Using chromatin immunoprecipitation combined with high-throughput sequencing (ChIP-seq), Gjoneska et al.64 profiled epigenome landscapes and correlated them with transcriptional changes during neurodegeneration in the hippocampus of the CK-p25 mouse model of AD and CK littermate controls. Among several chromatin marks tested, relative differences in H3K4me3 levels (associated with active promoters) resulted in 3667 increased-level and 5056 decreased-level peaks, while relative levels of H3K27ac (associated with enhancers) resulted in 2456 increased-level and 2154 decreased-level peaks. Differences in polycomb-repressed (H3K27me3) and hetero-chromatin (H3K9me3) regions were seen in only a small number of peaks. They found that genes with increased-level peaks for H3Kme3 (promoters) or H3K27ac (enhancers) in AD are associated with immune and stimulus-response functions and that genes with decreased-level peaks for H3Kme3 and H3K27ac are related to synapse- and learning-associated functions. Interestingly, genetic variants associated with AD from GWAS were enriched in increased-level enhancer (H3K27ac) orthologues but not in decreased-level enhancer orthologues, suggesting that the immune basis of AD is likely mediated by both genetic and epigenetic mechanisms while cognitive impairment is more likely influenced by environmentally driven epigenomic alterations in neuronal cells. Recently, the genome-wide profile of H4K16ac, a histone mark implicated in aging, showed that normal aging leads to gain of H4K16ac while dramatic loss of H4K16ac is observed in the proximity of genes linked to aging and AD in the lateral temporal lobe of AD individuals compared with younger, cognitively normal controls.65 In addition, this study found a strong association between AD GWAS single-nucleotide polymorphisms and AD expression quantitative trait loci with the regions of significant H4K16ac changes.65 In conclusion, these studies implicate histone modification alterations in neurodegeneration and AD development.
4.3. MicroRNAs.
MicroRNAs (miRNAs) are small non-coding RNAs that regulate gene expression at the post-translational level.
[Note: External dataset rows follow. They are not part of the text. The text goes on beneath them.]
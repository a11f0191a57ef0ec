use super::{BatchReport, FetchOutcome, Throttler};
use crate::Result;
use crate::extract::Extractor;
use crate::targets::Target;
use core::time::Duration;
use futures_util::future::join_all;
use ohno::{IntoAppError, app_err};
use std::sync::Arc;

const LOG_TARGET: &str = "     fetch";

const USER_AGENT: &str = "stdrank";

/// Everything needed to build a [`Pipeline`].
#[derive(Debug, Clone, PartialEq, Eq)]
pub struct PipelineSettings {
    /// Prefix the target identifier is appended to.
    pub base_url: String,

    /// Address probed by [`Pipeline::check_upstream`].
    pub root_url: String,

    pub extractor: Extractor,

    /// Maximum number of requests in flight.
    pub concurrency: usize,

    /// Upper bound on a single request, from connect to the last body byte.
    pub request_timeout: Duration,
}

/// Fetches one count per target, with a fixed cap on concurrent requests.
#[derive(Debug, Clone)]
pub struct Pipeline {
    client: Arc<reqwest::Client>,
    base_url: Arc<str>,
    root_url: Arc<str>,
    extractor: Extractor,
    throttler: Arc<Throttler>,
}

impl Pipeline {
    pub fn new(settings: &PipelineSettings) -> Result<Self> {
        let throttler = Throttler::new(settings.concurrency)?;

        let client = reqwest::Client::builder()
            .user_agent(USER_AGENT)
            .timeout(settings.request_timeout)
            .build()
            .into_app_err("unable to create HTTP client")?;

        Ok(Self {
            client: Arc::new(client),
            base_url: Arc::from(settings.base_url.as_str()),
            root_url: Arc::from(settings.root_url.as_str()),
            extractor: settings.extractor,
            throttler,
        })
    }

    /// Address queried for `target`.
    #[must_use]
    pub fn target_url(&self, target: &Target) -> String {
        format!("{}{target}", self.base_url)
    }

    /// Make sure the upstream service answers before starting a batch.
    pub async fn check_upstream(&self) -> Result<()> {
        log::info!(target: LOG_TARGET, "Checking that '{}' is reachable", self.root_url);

        let response = self
            .client
            .get(&*self.root_url)
            .send()
            .await
            .into_app_err_with(|| format!("sending HTTP request to {}", self.root_url))?;

        let status = response.status();
        if !status.is_success() {
            return Err(app_err!("{} returned HTTP {status}", self.root_url));
        }

        Ok(())
    }

    /// Fetch every target and gather the outcomes.
    ///
    /// Each target is handled by its own task; a failing task only loses its own count. Outcomes are
    /// merged once all tasks have finished, in target order.
    pub async fn run(&self, targets: Vec<Target>) -> BatchReport {
        log::info!(target: LOG_TARGET,
            "Fetching {} packages from '{}' with at most {} requests in flight",
            targets.len(),
            self.base_url,
            self.throttler.max_concurrent()
        );

        let outcomes = join_all(targets.into_iter().map(|target| {
            let handle = tokio::spawn(self.clone().fetch_target(target.clone()));

            async move {
                let outcome = handle
                    .await
                    .unwrap_or_else(|e| FetchOutcome::Error(Arc::new(app_err!("task for package '{target}' failed: {e}"))));
                (target, outcome)
            }
        }))
        .await;

        let report = BatchReport::from_outcomes(outcomes);

        log::info!(target: LOG_TARGET,
            "Measured {} of {} packages",
            report.results.len(),
            report.attempted()
        );

        report
    }

    async fn fetch_target(self, target: Target) -> FetchOutcome {
        let _permit = match self.throttler.acquire().await {
            Ok(permit) => permit,
            Err(e) => return FetchOutcome::Error(Arc::new(e)),
        };

        log::info!(target: LOG_TARGET, "Start request about package '{target}'");
        let outcome = match self.fetch_count(&target).await {
            Ok(outcome) => outcome,
            Err(e) => FetchOutcome::Error(Arc::new(e)),
        };
        log::info!(target: LOG_TARGET, "Finish request about package '{target}'");

        match &outcome {
            FetchOutcome::Found(count) => log::debug!(target: LOG_TARGET, "Package '{target}' is imported by {count} packages"),
            FetchOutcome::Status(status) => log::error!(target: LOG_TARGET, "Could not measure package '{target}': HTTP {status}"),
            FetchOutcome::Error(e) => log::error!(target: LOG_TARGET, "Could not measure package '{target}': {e:#}"),
        }

        outcome
    }

    async fn fetch_count(&self, target: &Target) -> Result<FetchOutcome> {
        let url = self.target_url(target);

        let response = self
            .client
            .get(&url)
            .send()
            .await
            .into_app_err_with(|| format!("sending HTTP request to {url}"))?;

        let status = response.status();
        if !status.is_success() {
            return Ok(FetchOutcome::Status(status));
        }

        let body = response
            .bytes()
            .await
            .into_app_err_with(|| format!("reading response body from {url}"))?;

        log::debug!(target: LOG_TARGET, "Received {} bytes for package '{target}'", body.len());

        let count = self
            .extractor
            .extract(&body)
            .into_app_err_with(|| format!("extracting count for package '{target}'"))?;

        Ok(FetchOutcome::Found(count))
    }
}
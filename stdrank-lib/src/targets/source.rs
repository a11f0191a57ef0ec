use crate::Result;
use camino::Utf8PathBuf;
use ohno::{IntoAppError, app_err};
use tokio::process::Command;

const LOG_TARGET: &str = "   targets";

/// Where the raw list of standard library packages comes from.
#[derive(Debug, Clone, PartialEq, Eq)]
pub enum TargetSource {
    /// Ask the Go toolchain with `<go> list std`.
    GoList { go: Utf8PathBuf },

    /// Read one identifier per line from a file. Blank lines and `#` comments are skipped.
    File(Utf8PathBuf),
}

impl TargetSource {
    /// Load the raw, unfiltered identifiers.
    pub async fn load(&self) -> Result<Vec<String>> {
        match self {
            Self::GoList { go } => list_std(go).await,
            Self::File(path) => {
                log::debug!(target: LOG_TARGET, "Reading package list from '{path}'");
                let text = tokio::fs::read_to_string(path)
                    .await
                    .into_app_err_with(|| format!("reading package list '{path}'"))?;
                Ok(parse_list(&text))
            }
        }
    }
}

async fn list_std(go: &Utf8PathBuf) -> Result<Vec<String>> {
    log::debug!(target: LOG_TARGET, "Running '{go} list std'");

    let output = Command::new(go)
        .args(["list", "std"])
        .output()
        .await
        .into_app_err_with(|| format!("running '{go} list std'"))?;

    if !output.status.success() {
        let stderr = String::from_utf8_lossy(&output.stderr);
        return Err(app_err!("'{go} list std' failed with {}: {}", output.status, stderr.trim()));
    }

    let stdout = String::from_utf8(output.stdout).into_app_err_with(|| format!("decoding output of '{go} list std'"))?;
    let ids = parse_list(&stdout);

    log::debug!(target: LOG_TARGET, "'{go} list std' reported {} packages", ids.len());
    Ok(ids)
}

/// Split a newline-separated package list into identifiers.
#[must_use]
pub fn parse_list(text: &str) -> Vec<String> {
    text.lines()
        .map(str::trim)
        .filter(|line| !line.is_empty() && !line.starts_with('#'))
        .map(str::to_string)
        .collect()
}
use super::Host;
use super::config::{CONFIG_FILE_NAME, Config};
use crate::Result;
use camino::Utf8PathBuf;
use clap::Parser;
use std::io::Write;

#[derive(Parser, Debug, Default)]
pub struct InitArgs {
    /// Output configuration file path (default is `stdrank.toml` in the working directory)
    #[arg(value_name = "PATH")]
    pub output: Option<Utf8PathBuf>,
}

pub fn init_config<H: Host>(host: &mut H, args: &InitArgs) -> Result<()> {
    let output = args.output.clone().unwrap_or_else(|| Utf8PathBuf::from(CONFIG_FILE_NAME));

    if let Err(e) = Config::save_default(&output) {
        let _ = writeln!(host.error(), "❌ Could not write configuration file: {e}");
        host.exit(1);
        return Err(e);
    }

    let _ = writeln!(host.output(), "Generated default configuration file: {output}");
    Ok(())
}
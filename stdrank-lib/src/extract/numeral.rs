use crate::Result;
use ohno::IntoAppError;

const THOUSANDS_SEPARATOR: char = ',';

/// Parse a displayed count such as `" 19,638\n"` into `19638`.
///
/// Surrounding whitespace and thousands separators are ignored. Anything else that is not a
/// non-negative base-10 integer is an error.
pub fn parse_count(raw: &str) -> Result<u64> {
    let trimmed = raw.trim();
    let digits: String = trimmed.chars().filter(|c| *c != THOUSANDS_SEPARATOR).collect();

    digits
        .parse::<u64>()
        .into_app_err_with(|| format!("'{trimmed}' is not a valid count"))
}
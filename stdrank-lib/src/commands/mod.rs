//! Command-line interface and orchestration for stdrank
//!
//! This module implements the CLI commands and ties the other modules together: it parses
//! arguments, merges them with the configuration file, and drives a run from package enumeration
//! to the results file.
//!
//! ## Commands
//!
//! - **scrape**: Enumerate the public standard library packages, check that the upstream service
//!   answers, fetch every package's importer count, and write the results
//! - **targets**: Print the packages a scrape would measure
//! - **init**: Generate a default configuration file
//! - **validate**: Check a configuration file
//!
//! ## Execution Flow
//!
//! A scrape moves through fixed phases and stops at the first fatal one, printing which phase
//! failed:
//!
//! 1. Load configuration (`stdrank.toml`, overridden by command-line options)
//! 2. Load the list of packages and remove internal ones
//! 3. Probe the upstream root address
//! 4. Fetch all packages through the bounded pipeline
//! 5. Write the results atomically
//!
//! Packages that fail in phase 4 are listed on stderr and left out of the results; they do not
//! fail the run.

mod common;
mod config;
mod host;
mod init;
mod run;
mod scrape;
mod targets;
mod validate;

pub use host::Host;
pub use init::{InitArgs, init_config};
pub use run::run;
pub use scrape::{ScrapeArgs, process_scrape};
pub use targets::{TargetsArgs, list_targets};
pub use validate::{ValidateArgs, validate_config};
There are more than 5000 known miRNAs, and each miRNA can regulate over 1000 specific targets.66 MicroRNAs exist in various body tissues, including brain and cerebrospinal fluid (CSF), and up to 70% of recognized miRNAs are known to be crucial regulators of neuronal and glial functions,67 as they constitute a regulatory network for stringent spatial and temporal gene expression.68 To date, there have been many studies focused on miRNAs and AD. Reduced expression of miR-29a, −29b-1,69 −107,70 −9,71 −298, and −32872 have been identified, targeting genes such as APP and BACE. MiR-9, which is expressed specifically in neuro-genic regions of the brain during neural development and in adulthood, had candidate binding sites within the 3′ untranslated regions of BACE1 and PSEN1.69 MiR-125b is one of the highly abundant miRNAs in the human brain and CSF, and it was found to induce tau phosphorylation at the AT 180 epitope and correlated best with AD progression.73 MiR-134 was reported to be increased as a result of the loss of SIRT1, resulting in the downregulated expression of CREB and brain-derived neurotrophic factor (BDNF), thereby impairing synaptic plasticity. MiR-34c was noted to be upregulated in AD brains and caused synaptic dysfunction as well as memory impairment through SIRT1.74 Overall, this brief survey substantiates the roles to which miRNAs contribute in most aspects of AD pathogenesis.75 However, the results of studies of archived human brain tissues were highly variable, with some miRNAs upregulated and others downregulated, and the results were not found to be consistent with AD progression.76
5. FORMALDEHYDE AND ALZHEIMER’S DISEASE
In addition to genetics and epigenetics, environmental factors play important roles in AD. A large body of literature shows the positive associations between AD and air pollutants (PM2.5),77 heat waves,78 heavy metals (notably cadmium79 and zinc80), type 2 diabetes, smoking,81,82 and others. Formaldehyde (FA), a highly reactive single-carbon aldehyde, is widely distributed in living organisms and environments.83 Exposure to FA is known to cause acute health problems, such as upper respiratory illness, allergies, and possible death.84 Recently, many studies have focused on evaluating the association between chronic exposure to FA and its neuro-toxicity. Epidemiological studies have shown excess FA accumulated in AD patients,85 associated with impaired performance in learning and memory.86 Moreover, excessive exposure to FA was reported to induce amyloid aggregation87,88 and tau protein aggregation and hyperphosphorylation in vitro and in vivo.89,90 Rodent studies have shown that excess endogenous FA can lead to memory impairments, tau protein hyperphosphorylation, and neuronal loss.91,92 Mean-while, Yang et al. observed that FA, induced by chronic exposure to methanol, also formed β-amyloid plaques and caused memory impairments in monkeys.93 Moreover, Zhai et al. reported that FA induces AD-like pathologies and cognitive impairments in rhesus monkeys.94 Monkeys without AD-related mutations in the APP, PSEN1, and PSEN2 genes were chronically exposed to FA by intracerebroventricular injections over a 1 year period. The spatial working memory ability of the FA group was found to be remarkably decreased after 2 months of treatment, and the notable presence of AD pathological markers was observed in memory-related brain regions of FA-treated monkeys after 12 months of administration.94 FA-induced AD-like features in primate brain suggest that FA may play an important role in AD pathogenesis.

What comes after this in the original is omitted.